Audio quality varies: some calls are studio-recorded high-quality, others are phone conference recordings with background noise. Quality affects analysis accuracy; noisy audio produces less reliable sentiment estimates than clean studio recordings.
Audio Processing Pipeline
Raw audio files (WAV, MP3) must be processed before sentiment analysis. First, convert to consistent format: standardize sample rate (16kHz is standard for speech), bit depth, and mono/stereo. Resample if necessary.
Second, segment the audio. Full earnings calls are 45-90 minutes. Different sections have different information density: opening remarks (forward-looking, emotional), prepared management presentation (structured, careful), Q&A (revealing of actual concerns, less scripted). Analyze each section separately if possible.
Third, handle technical issues: remove silence, address background noise via spectral subtraction or other denoising techniques, handle speaker changes (who is speaking matters: CEO vs CFO vs analyst question). These preprocessing steps are crucial because audio quality dramatically affects downstream analysis.

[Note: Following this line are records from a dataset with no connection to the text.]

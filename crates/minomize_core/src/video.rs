use url::Url;

const TITLE_SUFFIX: &str = " - YouTube";

/// Canonical watch URL for a video page, or `None` when the page is not a video.
///
/// Accepts `youtube.com/watch?v=ID` (any subdomain) and `youtu.be/ID`; tracking
/// parameters and timestamps are dropped so the same video always maps to the same URL.
pub fn canonical_watch_url(page_url: &str) -> Option<String> {
    let parsed = Url::parse(page_url.trim()).ok()?;
    let host = parsed.host_str()?.to_ascii_lowercase();

    let video_id = if host == "youtube.com" || host.ends_with(".youtube.com") {
        if !parsed.path().starts_with("/watch") {
            return None;
        }
        parsed
            .query_pairs()
            .find(|(key, _)| key == "v")
            .map(|(_, value)| value.into_owned())?
    } else if host == "youtu.be" {
        parsed.path_segments()?.next()?.to_string()
    } else {
        return None;
    };

    if video_id.is_empty() {
        return None;
    }
    Some(format!("https://www.youtube.com/watch?v={video_id}"))
}

/// Loose check used by the popup to decide whether the active tab is a video.
pub fn is_video_page(url: &str) -> bool {
    url.contains("youtube.com/watch") || url.contains("youtu.be/")
}

/// Tab title without the site suffix, or `fallback` when there is no usable title.
pub fn display_title(tab_title: Option<&str>, fallback: &str) -> String {
    match tab_title.map(|title| title.trim_end_matches(TITLE_SUFFIX).trim()) {
        Some(title) if !title.is_empty() => title.to_string(),
        _ => fallback.to_string(),
    }
}

/// Shortens `text` to at most `max_chars` characters, ending in `...` when cut.
pub fn truncate_text(text: &str, max_chars: usize) -> String {
    if text.chars().count() <= max_chars {
        return text.to_string();
    }
    let kept: String = text.chars().take(max_chars.saturating_sub(3)).collect();
    format!("{kept}...")
}

/// `{frontend_base}/video/{job_id}`.
pub fn result_url(frontend_base: &str, job_id: &str) -> String {
    format!("{}/video/{}", frontend_base.trim_end_matches('/'), job_id)
}
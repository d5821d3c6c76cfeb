use std::time::Duration;

/// How long an error label stays on the button before it resets.
pub const ERROR_RESET_DELAY: Duration = Duration::from_secs(3);

#[derive(Debug, Clone, PartialEq, Eq)]
pub enum Effect {
    StartProcessing { video_url: String },
    BeginPolling { job_id: crate::JobId },
    ShowNotification {
        title: String,
        message: String,
        action_url: Option<String>,
    },
    OpenTab { url: String },
    ScheduleReset { after: Duration },
}

impl Effect {
    pub(crate) fn notify(title: &str, message: impl Into<String>, action_url: Option<String>) -> Self {
        Effect::ShowNotification {
            title: title.to_string(),
            message: message.into(),
            action_url,
        }
    }
}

Speech Recognition: Converting Audio to Text
Sentiment analysis requires converting audio to text. Automatic Speech Recognition (ASR) using deep learning models (Wav2Vec, Whisper) enables transcription with high accuracy. Modern ASR systems achieve 95%+ word accuracy on clean audio, though accuracy degrades with noise and accents.
Transcription errors affect sentiment analysis downstream. Misheard words can change meaning ("profit" misheard as "loss" dramatically changes sentiment). For earnings calls, the stakes are high, so consider human transcription or hybrid approaches (automatic transcription for efficiency, human review for accuracy on uncertain sections).

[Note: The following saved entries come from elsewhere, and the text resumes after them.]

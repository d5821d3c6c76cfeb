use std::sync::{Arc, Mutex};
use std::time::Duration;

use chrono::{DateTime, Utc};
use thiserror::Error;

use crate::{JobId, JobRecord, StatusReport};

/// Records older than this are swept the next time a store is loaded.
pub const RETENTION_WINDOW: Duration = Duration::from_secs(7 * 24 * 60 * 60);

#[derive(Debug, Error)]
pub enum StoreError {
    #[error("io error: {0}")]
    Io(#[from] std::io::Error),
    #[error("failed to encode job list: {0}")]
    Encode(String),
    #[error("failed to decode job list: {0}")]
    Decode(String),
    #[error("job list unavailable: {0}")]
    Unavailable(String),
}

/// Backing storage for a [`JobStore`]. The whole list is read and written at once.
pub trait JobPersistence {
    fn load(&self) -> Result<Vec<JobRecord>, StoreError>;
    fn save(&self, records: &[JobRecord]) -> Result<(), StoreError>;
}

/// Non-durable persistence, used by the page context whose store dies with the page.
#[derive(Debug, Clone, Default)]
pub struct MemoryPersistence {
    records: Arc<Mutex<Vec<JobRecord>>>,
}

impl MemoryPersistence {
    pub fn new() -> Self {
        Self::default()
    }

    /// Last list written through this backend.
    pub fn snapshot(&self) -> Vec<JobRecord> {
        self.records
            .lock()
            .map(|records| records.clone())
            .unwrap_or_default()
    }
}

impl JobPersistence for MemoryPersistence {
    fn load(&self) -> Result<Vec<JobRecord>, StoreError> {
        self.records
            .lock()
            .map(|records| records.clone())
            .map_err(|err| StoreError::Unavailable(err.to_string()))
    }

    fn save(&self, records: &[JobRecord]) -> Result<(), StoreError> {
        let mut guard = self
            .records
            .lock()
            .map_err(|err| StoreError::Unavailable(err.to_string()))?;
        *guard = records.to_vec();
        Ok(())
    }
}

/// Job records keyed by id, newest first, written through to `P` on every change.
#[derive(Debug)]
pub struct JobStore<P> {
    records: Vec<JobRecord>,
    persistence: P,
}

impl JobStore<MemoryPersistence> {
    pub fn in_memory() -> Self {
        Self {
            records: Vec::new(),
            persistence: MemoryPersistence::new(),
        }
    }
}

impl<P: JobPersistence> JobStore<P> {
    /// Loads the persisted list and sweeps records past `max_age` once.
    pub fn load(persistence: P, now: DateTime<Utc>, max_age: Duration) -> Result<Self, StoreError> {
        let mut loaded = persistence.load()?;
        // Duplicate ids in a hand-edited file: first (newest) wins.
        let mut seen = std::collections::HashSet::new();
        loaded.retain(|record| seen.insert(record.id.clone()));

        let mut store = Self {
            records: loaded,
            persistence,
        };
        if store.prune(max_age, now) > 0 {
            store.persist()?;
        }
        Ok(store)
    }

    /// Inserts a new record at the front, or replaces the record with the same id in place.
    pub fn put(&mut self, record: JobRecord) -> Result<(), StoreError> {
        match self.records.iter_mut().find(|existing| existing.id == record.id) {
            Some(existing) => *existing = record,
            None => self.records.insert(0, record),
        }
        self.persist()
    }

    pub fn get(&self, id: &str) -> Option<&JobRecord> {
        self.records.iter().find(|record| record.id == id)
    }

    pub fn contains(&self, id: &str) -> bool {
        self.get(id).is_some()
    }

    /// True if some record was created for `source_url` and is still in the store.
    pub fn has_source(&self, source_url: &str) -> bool {
        self.records
            .iter()
            .any(|record| record.source_url == source_url)
    }

    pub fn remove(&mut self, id: &str) -> Result<Option<JobRecord>, StoreError> {
        let Some(index) = self.records.iter().position(|record| record.id == id) else {
            return Ok(None);
        };
        let removed = self.records.remove(index);
        self.persist()?;
        Ok(Some(removed))
    }

    /// Overwrites status, progress and message of an existing record. Unknown ids are ignored.
    pub fn update_status(&mut self, id: &str, report: &StatusReport) -> Result<bool, StoreError> {
        let Some(record) = self.records.iter_mut().find(|record| record.id == id) else {
            return Ok(false);
        };
        record.apply_report(report);
        self.persist()?;
        Ok(true)
    }

    /// Up to `limit` records, most recently created first.
    pub fn list_recent(&self, limit: usize) -> Vec<JobRecord> {
        let mut sorted: Vec<&JobRecord> = self.records.iter().collect();
        sorted.sort_by(|a, b| b.started_at.cmp(&a.started_at));
        sorted.into_iter().take(limit).cloned().collect()
    }

    /// Ids of records that still need status checks.
    pub fn pending_ids(&self) -> Vec<JobId> {
        self.records
            .iter()
            .filter(|record| !record.status.is_terminal())
            .map(|record| record.id.clone())
            .collect()
    }

    /// Drops records whose start time is not newer than `now - max_age`.
    /// Returns how many were removed. Does not write through; [`JobStore::load`] does.
    pub fn prune(&mut self, max_age: Duration, now: DateTime<Utc>) -> usize {
        let cutoff = chrono::Duration::from_std(max_age)
            .ok()
            .and_then(|age| now.checked_sub_signed(age));
        let Some(cutoff) = cutoff else {
            return 0;
        };
        let before = self.records.len();
        self.records.retain(|record| record.started_at > cutoff);
        before - self.records.len()
    }

    pub fn len(&self) -> usize {
        self.records.len()
    }

    pub fn is_empty(&self) -> bool {
        self.records.is_empty()
    }

    pub fn persistence(&self) -> &P {
        &self.persistence
    }

    fn persist(&self) -> Result<(), StoreError> {
        self.persistence.save(&self.records)
    }
}
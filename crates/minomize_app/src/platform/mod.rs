pub mod effects;
pub mod presenter;
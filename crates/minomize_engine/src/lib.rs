//! Minomize engine: remote API client, polling driver, background worker,
//! message relay and on-disk persistence.
mod api;
mod background;
mod persist;
mod poll;
mod relay;

pub use api::{ApiSettings, ProcessingApi, ReqwestApiClient};
pub use background::{BackgroundWorker, InstallReason, Notifier, TabOpener};
pub use persist::{ensure_data_dir, AtomicFileWriter, PersistError, RonJobFile, JOBS_FILENAME};
pub use poll::{poll_job, PollObserver, PollOutcome, StatusSource};
pub use relay::{RelayHandle, WORKER_UNAVAILABLE};
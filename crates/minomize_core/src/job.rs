use std::fmt;

use chrono::{DateTime, Utc};
use serde::{Deserialize, Deserializer, Serialize};
use serde_json::Value;

/// Opaque job identifier issued by the remote API.
pub type JobId = String;

#[derive(Debug, Clone, Copy, PartialEq, Eq, Hash, Serialize, Deserialize)]
#[serde(rename_all = "lowercase")]
pub enum JobStatus {
    Queued,
    Processing,
    Complete,
    Error,
}

impl JobStatus {
    /// `complete` and `error` end a poll cycle.
    pub fn is_terminal(self) -> bool {
        matches!(self, JobStatus::Complete | JobStatus::Error)
    }
}

impl fmt::Display for JobStatus {
    fn fmt(&self, f: &mut fmt::Formatter<'_>) -> fmt::Result {
        match self {
            JobStatus::Queued => write!(f, "queued"),
            JobStatus::Processing => write!(f, "processing"),
            JobStatus::Complete => write!(f, "complete"),
            JobStatus::Error => write!(f, "error"),
        }
    }
}

/// Payload of `GET /process/status/{jobId}`.
#[derive(Debug, Clone, PartialEq, Eq, Serialize, Deserialize)]
pub struct StatusReport {
    pub status: JobStatus,
    /// Percent complete. Any JSON number (or numeric string) is accepted,
    /// rounded and clamped to 0..=100.
    #[serde(
        default,
        deserialize_with = "lenient_progress",
        skip_serializing_if = "Option::is_none"
    )]
    pub progress: Option<u8>,
    #[serde(default, skip_serializing_if = "Option::is_none")]
    pub message: Option<String>,
}

impl StatusReport {
    pub fn new(status: JobStatus) -> Self {
        Self {
            status,
            progress: None,
            message: None,
        }
    }

    pub fn processing(progress: u8) -> Self {
        Self {
            status: JobStatus::Processing,
            progress: Some(progress.min(100)),
            message: None,
        }
    }

    pub fn with_message(mut self, message: impl Into<String>) -> Self {
        self.message = Some(message.into());
        self
    }
}

fn lenient_progress<'de, D>(deserializer: D) -> Result<Option<u8>, D::Error>
where
    D: Deserializer<'de>,
{
    let raw = Option::<Value>::deserialize(deserializer)?;
    Ok(raw.as_ref().and_then(progress_percent))
}

fn progress_percent(value: &Value) -> Option<u8> {
    let number = match value {
        Value::Number(number) => number.as_f64()?,
        Value::String(text) => text.trim().parse::<f64>().ok()?,
        _ => return None,
    };
    if !number.is_finite() {
        return None;
    }
    Some(number.round().clamp(0.0, 100.0) as u8)
}

/// One processing request as remembered by a page or popup context.
#[derive(Debug, Clone, PartialEq, Eq, Serialize, Deserialize)]
#[serde(rename_all = "camelCase")]
pub struct JobRecord {
    pub id: JobId,
    pub source_url: String,
    pub status: JobStatus,
    #[serde(default, skip_serializing_if = "Option::is_none")]
    pub progress: Option<u8>,
    #[serde(default, skip_serializing_if = "Option::is_none")]
    pub message: Option<String>,
    #[serde(rename = "startTime")]
    pub started_at: DateTime<Utc>,
    #[serde(default, skip_serializing_if = "Option::is_none")]
    pub title: Option<String>,
}

impl JobRecord {
    pub fn new(id: impl Into<JobId>, source_url: impl Into<String>, started_at: DateTime<Utc>) -> Self {
        Self {
            id: id.into(),
            source_url: source_url.into(),
            status: JobStatus::Queued,
            progress: None,
            message: None,
            started_at,
            title: None,
        }
    }

    pub fn with_title(mut self, title: impl Into<String>) -> Self {
        self.title = Some(title.into());
        self
    }

    /// Overwrites the mutable fields wholesale; there is no partial merge.
    pub fn apply_report(&mut self, report: &StatusReport) {
        self.status = report.status;
        self.progress = report.progress;
        self.message = report.message.clone();
    }
}
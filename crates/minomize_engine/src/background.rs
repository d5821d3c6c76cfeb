use std::collections::HashMap;
use std::sync::atomic::{AtomicU64, Ordering};
use std::sync::{Arc, Mutex};

use engine_logging::{engine_debug, engine_info, engine_warn};
use minomize_core::{Action, ActionResponse};

use crate::api::ProcessingApi;

/// Surface for user-visible system notifications.
///
/// Interactive surfaces report clicks and dismissals back through
/// [`BackgroundWorker::notification_clicked`] and
/// [`BackgroundWorker::notification_closed`].
pub trait Notifier: Send + Sync {
    fn show(&self, notification_id: &str, title: &str, message: &str, action_url: Option<&str>);
    fn clear(&self, notification_id: &str);

    /// False for surfaces that cannot be clicked; their follow-up URLs are not kept.
    fn is_interactive(&self) -> bool {
        true
    }
}

/// Opens a URL in a new browsing context.
pub trait TabOpener: Send + Sync {
    fn open(&self, url: &str);
}

#[derive(Debug, Clone, Copy, PartialEq, Eq)]
pub enum InstallReason {
    Install,
    Update,
}

/// The context that owns network access. Stateless per request apart from
/// the follow-up URLs of notifications that are still on screen.
pub struct BackgroundWorker {
    api: Arc<dyn ProcessingApi>,
    notifier: Arc<dyn Notifier>,
    opener: Arc<dyn TabOpener>,
    follow_ups: Mutex<HashMap<String, String>>,
    next_notification: AtomicU64,
}

impl BackgroundWorker {
    pub fn new(
        api: Arc<dyn ProcessingApi>,
        notifier: Arc<dyn Notifier>,
        opener: Arc<dyn TabOpener>,
    ) -> Self {
        Self {
            api,
            notifier,
            opener,
            follow_ups: Mutex::new(HashMap::new()),
            next_notification: AtomicU64::new(1),
        }
    }

    pub async fn handle(&self, action: Action) -> ActionResponse {
        engine_debug!("Background received {}", action.kind());
        match action {
            Action::Ping => ActionResponse::pong(),
            Action::StartProcessing { video_url } => match self.api.start_job(&video_url).await {
                Ok(job_id) => ActionResponse::started(job_id),
                Err(err) => ActionResponse::from_api_error(&err),
            },
            Action::CheckStatus { job_id } => match self.api.get_status(&job_id).await {
                Ok(report) => ActionResponse::status(report),
                Err(err) => ActionResponse::from_api_error(&err),
            },
            Action::ShowNotification {
                title,
                message,
                action_url,
            } => {
                self.show_notification(&title, &message, action_url);
                ActionResponse::ok()
            }
            Action::OpenTab { url } => {
                self.open_tab(&url);
                ActionResponse::ok()
            }
        }
    }

    /// Shows a notification and remembers its follow-up URL. Returns the notification id.
    pub fn show_notification(&self, title: &str, message: &str, action_url: Option<String>) -> String {
        let id = format!(
            "minomize-{}",
            self.next_notification.fetch_add(1, Ordering::Relaxed)
        );
        self.notifier.show(&id, title, message, action_url.as_deref());
        if let Some(url) = action_url.filter(|_| self.notifier.is_interactive()) {
            if let Ok(mut follow_ups) = self.follow_ups.lock() {
                follow_ups.insert(id.clone(), url);
            }
        }
        engine_info!("Notification {} shown: {}", id, title);
        id
    }

    pub fn open_tab(&self, url: &str) {
        engine_info!("Opening {}", url);
        self.opener.open(url);
    }

    /// Opens the notification's follow-up URL, if any, then clears it.
    pub fn notification_clicked(&self, notification_id: &str) {
        if let Some(url) = self.take_follow_up(notification_id) {
            self.open_tab(&url);
        }
        self.notifier.clear(notification_id);
    }

    /// The user dismissed the notification without clicking it.
    pub fn notification_closed(&self, notification_id: &str) {
        if self.take_follow_up(notification_id).is_some() {
            engine_debug!("Dropped follow-up of notification {}", notification_id);
        }
    }

    pub fn on_installed(&self, reason: InstallReason) {
        match reason {
            InstallReason::Install => {
                engine_info!("Extension installed for the first time");
                self.show_notification(
                    "Minomize Extension Installed!",
                    "Visit any YouTube video and click the Minomize button to get started.",
                    None,
                );
            }
            InstallReason::Update => engine_info!("Extension updated"),
        }
    }

    /// Follow-up URLs of notifications still on screen.
    pub fn pending_follow_ups(&self) -> usize {
        self.follow_ups.lock().map(|map| map.len()).unwrap_or(0)
    }

    fn take_follow_up(&self, notification_id: &str) -> Option<String> {
        match self.follow_ups.lock() {
            Ok(mut follow_ups) => follow_ups.remove(notification_id),
            Err(err) => {
                engine_warn!("Follow-up map poisoned: {}", err);
                None
            }
        }
    }
}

Timestamps matter: preserve word-level timing information from ASR. This enables mapping sentiment back to specific sections of the call and specific speakers.

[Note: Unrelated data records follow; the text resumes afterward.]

mod cli;
mod config;
mod platform;
mod popup;

use std::process::ExitCode;
use std::sync::Arc;

use anyhow::Context;
use clap::Parser;
use engine_logging::{engine_error, engine_info, LogDestination};
use log::LevelFilter;
use minomize_core::video::result_url;
use minomize_core::ButtonState;
use minomize_engine::{
    ensure_data_dir, BackgroundWorker, InstallReason, ReqwestApiClient, RelayHandle, StatusSource,
};

use crate::cli::{Cli, Command};
use crate::config::AppConfig;
use crate::platform::effects::EffectRunner;
use crate::platform::presenter::TerminalPresenter;
use crate::popup::{print_rows, Popup};

const LOG_FILENAME: &str = "minomize.log";

#[tokio::main]
async fn main() -> ExitCode {
    match run(Cli::parse()).await {
        Ok(code) => code,
        Err(err) => {
            engine_error!("{:#}", err);
            eprintln!("Error: {err:#}");
            ExitCode::FAILURE
        }
    }
}

async fn run(cli: Cli) -> anyhow::Result<ExitCode> {
    let config = AppConfig::load(cli.config.as_deref())?
        .with_env(|key| std::env::var(key).ok())
        .with_overrides(cli.api_base.clone(), cli.data_dir.clone());

    let data_dir = config.data_dir();
    let first_run = !data_dir.exists();
    ensure_data_dir(&data_dir).context("failed to prepare data directory")?;

    let (destination, level) = if cli.verbose {
        (LogDestination::Both, LevelFilter::Debug)
    } else {
        (LogDestination::File, LevelFilter::Info)
    };
    engine_logging::initialize(destination, level, &data_dir.join(LOG_FILENAME));
    engine_info!("Using API at {}", config.api_base_url);

    let api = ReqwestApiClient::new(config.api_settings())?;
    let presenter = Arc::new(TerminalPresenter::new(config.open_command.clone()));
    let worker = Arc::new(BackgroundWorker::new(
        Arc::new(api),
        presenter.clone(),
        presenter,
    ));
    if first_run {
        worker.on_installed(InstallReason::Install);
    }
    let relay = RelayHandle::spawn(worker);

    match cli.command {
        Command::Watch { page_url, open } => {
            let running = Popup::open(relay.clone(), &config, &data_dir)?.running_page_store();
            let runner = EffectRunner::new(
                relay,
                config.poll_policy(),
                &config.frontend_base_url,
                open,
            )
            .with_page_store(running);
            let outcome = runner.run(&page_url).await;
            if outcome == ButtonState::Completed {
                Ok(ExitCode::SUCCESS)
            } else {
                Ok(ExitCode::FAILURE)
            }
        }
        Command::Submit { tab_url, title } => {
            let mut popup = Popup::open(relay, &config, &data_dir)?;
            let job_id = popup.submit(&tab_url, title.as_deref()).await?;
            println!("Processing started! You'll be notified when it's ready.");
            println!("Job {job_id}");
            Ok(ExitCode::SUCCESS)
        }
        Command::History { follow } => {
            let mut popup = Popup::open(relay, &config, &data_dir)?;
            let interval = follow.then(|| config.refresh_interval());
            let mut first = true;
            popup
                .show_history(interval, |rows| {
                    if !std::mem::take(&mut first) {
                        println!();
                    }
                    print_rows(rows);
                })
                .await;
            Ok(ExitCode::SUCCESS)
        }
        Command::Status { job_id } => {
            let report = relay.check_status(&job_id).await?;
            match (&report.message, report.progress) {
                (Some(message), _) => println!("{}: {}", report.status, message),
                (None, Some(progress)) => println!("{}: {}%", report.status, progress),
                (None, None) => println!("{}", report.status),
            }
            Ok(ExitCode::SUCCESS)
        }
        Command::Open { job_id } => {
            let url = result_url(&config.frontend_base_url, &job_id);
            let response = relay.open_tab(&url).await;
            if !response.success {
                anyhow::bail!("{}", response.error_message());
            }
            Ok(ExitCode::SUCCESS)
        }
    }
}
use std::collections::HashSet;
use std::time::Duration;

use chrono::{DateTime, TimeZone, Utc};
use minomize_core::{
    JobPersistence, JobRecord, JobStatus, JobStore, MemoryPersistence, StatusReport,
    RETENTION_WINDOW,
};
use pretty_assertions::assert_eq;

fn now() -> DateTime<Utc> {
    Utc.with_ymd_and_hms(2024, 5, 20, 12, 0, 0).unwrap()
}

fn record(id: &str, age: chrono::Duration) -> JobRecord {
    JobRecord::new(id, format!("https://www.youtube.com/watch?v={id}"), now() - age)
}

#[test]
fn prune_drops_records_past_retention_window() {
    engine_logging::initialize_for_tests();
    let mut store = JobStore::in_memory();
    store.put(record("old", chrono::Duration::days(8))).unwrap();
    store.put(record("recent", chrono::Duration::days(6))).unwrap();

    let removed = store.prune(RETENTION_WINDOW, now());

    assert_eq!(removed, 1);
    assert!(store.get("old").is_none());
    assert!(store.get("recent").is_some());
}

#[test]
fn load_prunes_once_and_writes_back() {
    let persistence = MemoryPersistence::new();
    persistence
        .save(&[
            record("fresh", chrono::Duration::hours(1)),
            record("stale", chrono::Duration::days(30)),
        ])
        .unwrap();

    let store = JobStore::load(persistence.clone(), now(), RETENTION_WINDOW).unwrap();

    assert_eq!(store.len(), 1);
    let saved: Vec<_> = persistence.snapshot().into_iter().map(|r| r.id).collect();
    assert_eq!(saved, vec!["fresh".to_string()]);
}

#[test]
fn load_keeps_first_of_duplicate_ids() {
    let persistence = MemoryPersistence::new();
    let newer = record("dup", chrono::Duration::hours(1)).with_title("newer");
    let older = record("dup", chrono::Duration::hours(2)).with_title("older");
    persistence.save(&[newer, older]).unwrap();

    let store = JobStore::load(persistence, now(), RETENTION_WINDOW).unwrap();

    assert_eq!(store.len(), 1);
    assert_eq!(store.get("dup").unwrap().title.as_deref(), Some("newer"));
}

#[test]
fn list_recent_returns_newest_first_without_duplicates() {
    let mut store = JobStore::in_memory();
    // Insert out of order so ordering comes from start time, not insertion.
    for minutes in [30, 10, 70, 50, 20, 80, 60, 40] {
        let id = format!("job-{minutes}");
        store
            .put(record(&id, chrono::Duration::minutes(minutes)))
            .unwrap();
    }

    let recent = store.list_recent(5);

    let ids: Vec<_> = recent.iter().map(|r| r.id.as_str()).collect();
    assert_eq!(ids, vec!["job-10", "job-20", "job-30", "job-40", "job-50"]);
    let unique: HashSet<_> = ids.iter().collect();
    assert_eq!(unique.len(), 5);
}

#[test]
fn put_replaces_record_with_same_id() {
    let mut store = JobStore::in_memory();
    store.put(record("a", chrono::Duration::minutes(1))).unwrap();
    let mut replacement = record("a", chrono::Duration::minutes(1));
    replacement.status = JobStatus::Processing;
    store.put(replacement).unwrap();

    assert_eq!(store.len(), 1);
    assert_eq!(store.get("a").unwrap().status, JobStatus::Processing);
}

#[test]
fn update_status_overwrites_mutable_fields_wholesale() {
    let mut store = JobStore::in_memory();
    store.put(record("a", chrono::Duration::minutes(1))).unwrap();
    store
        .update_status("a", &StatusReport::processing(40).with_message("Transcribing"))
        .unwrap();

    // A later report without message or progress clears both.
    let updated = store
        .update_status("a", &StatusReport::new(JobStatus::Processing))
        .unwrap();

    assert!(updated);
    let stored = store.get("a").unwrap();
    assert_eq!(stored.status, JobStatus::Processing);
    assert_eq!(stored.progress, None);
    assert_eq!(stored.message, None);
    assert_eq!(
        stored.source_url,
        "https://www.youtube.com/watch?v=a".to_string()
    );
}

#[test]
fn update_status_ignores_unknown_ids() {
    let mut store = JobStore::in_memory();
    let updated = store
        .update_status("missing", &StatusReport::processing(10))
        .unwrap();
    assert!(!updated);
    assert!(store.is_empty());
}

#[test]
fn remove_writes_through_and_reports_missing() {
    let mut store = JobStore::in_memory();
    store.put(record("a", chrono::Duration::minutes(1))).unwrap();

    let removed = store.remove("a").unwrap();
    assert_eq!(removed.map(|r| r.id), Some("a".to_string()));
    assert!(store.persistence().snapshot().is_empty());
    assert!(store.remove("a").unwrap().is_none());
}

#[test]
fn pending_ids_skip_terminal_records() {
    let mut store = JobStore::in_memory();
    let mut done = record("done", chrono::Duration::minutes(3));
    done.status = JobStatus::Complete;
    store.put(done).unwrap();
    store.put(record("queued", chrono::Duration::minutes(2))).unwrap();
    let mut running = record("running", chrono::Duration::minutes(1));
    running.status = JobStatus::Processing;
    store.put(running).unwrap();

    let mut pending = store.pending_ids();
    pending.sort();
    assert_eq!(pending, vec!["queued".to_string(), "running".to_string()]);
}

#[test]
fn has_source_matches_submitted_url() {
    let mut store = JobStore::in_memory();
    store.put(record("abc", chrono::Duration::minutes(1))).unwrap();
    assert!(store.has_source("https://www.youtube.com/watch?v=abc"));
    assert!(!store.has_source("https://www.youtube.com/watch?v=xyz"));
}

#[test]
fn oversized_retention_window_prunes_nothing() {
    let mut store = JobStore::in_memory();
    store.put(record("a", chrono::Duration::days(365))).unwrap();
    assert_eq!(store.prune(Duration::MAX, now()), 0);
    assert_eq!(store.len(), 1);
}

Sentiment Analysis Approaches
Lexicon-based approach: use dictionaries of positive and negative words. Count occurrences of each, calculate net sentiment. Simple, interpretable, but misses context. "Not bad" is positive but lexicon-based analysis might count "bad" as negative.
Machine learning approach: train classifiers (SVM, neural networks) on labeled training data (earnings calls with known sentiment outcomes). Features include word frequencies, TF-IDF, or embeddings (word2vec, BERT). More flexible, captures context, but requires labeled training data.
Transformer-based approach: use pre-trained language models (BERT, FinBERT, RoBERTa) fine-tuned for financial sentiment. These models understand context deeply and capture nuanced sentiment. Most accurate for finance domain but requires access to good fine-tuning datasets.
Paralinguistic Signals Beyond Words
Audio sentiment goes beyond words. Voice quality signals emotion: higher pitch often indicates excitement or stress, lower pitch indicates confidence or concern. Speech rate: fast talking might indicate nervousness, slow might indicate careful language. Pauses: longer pauses before difficult questions suggest discomfort.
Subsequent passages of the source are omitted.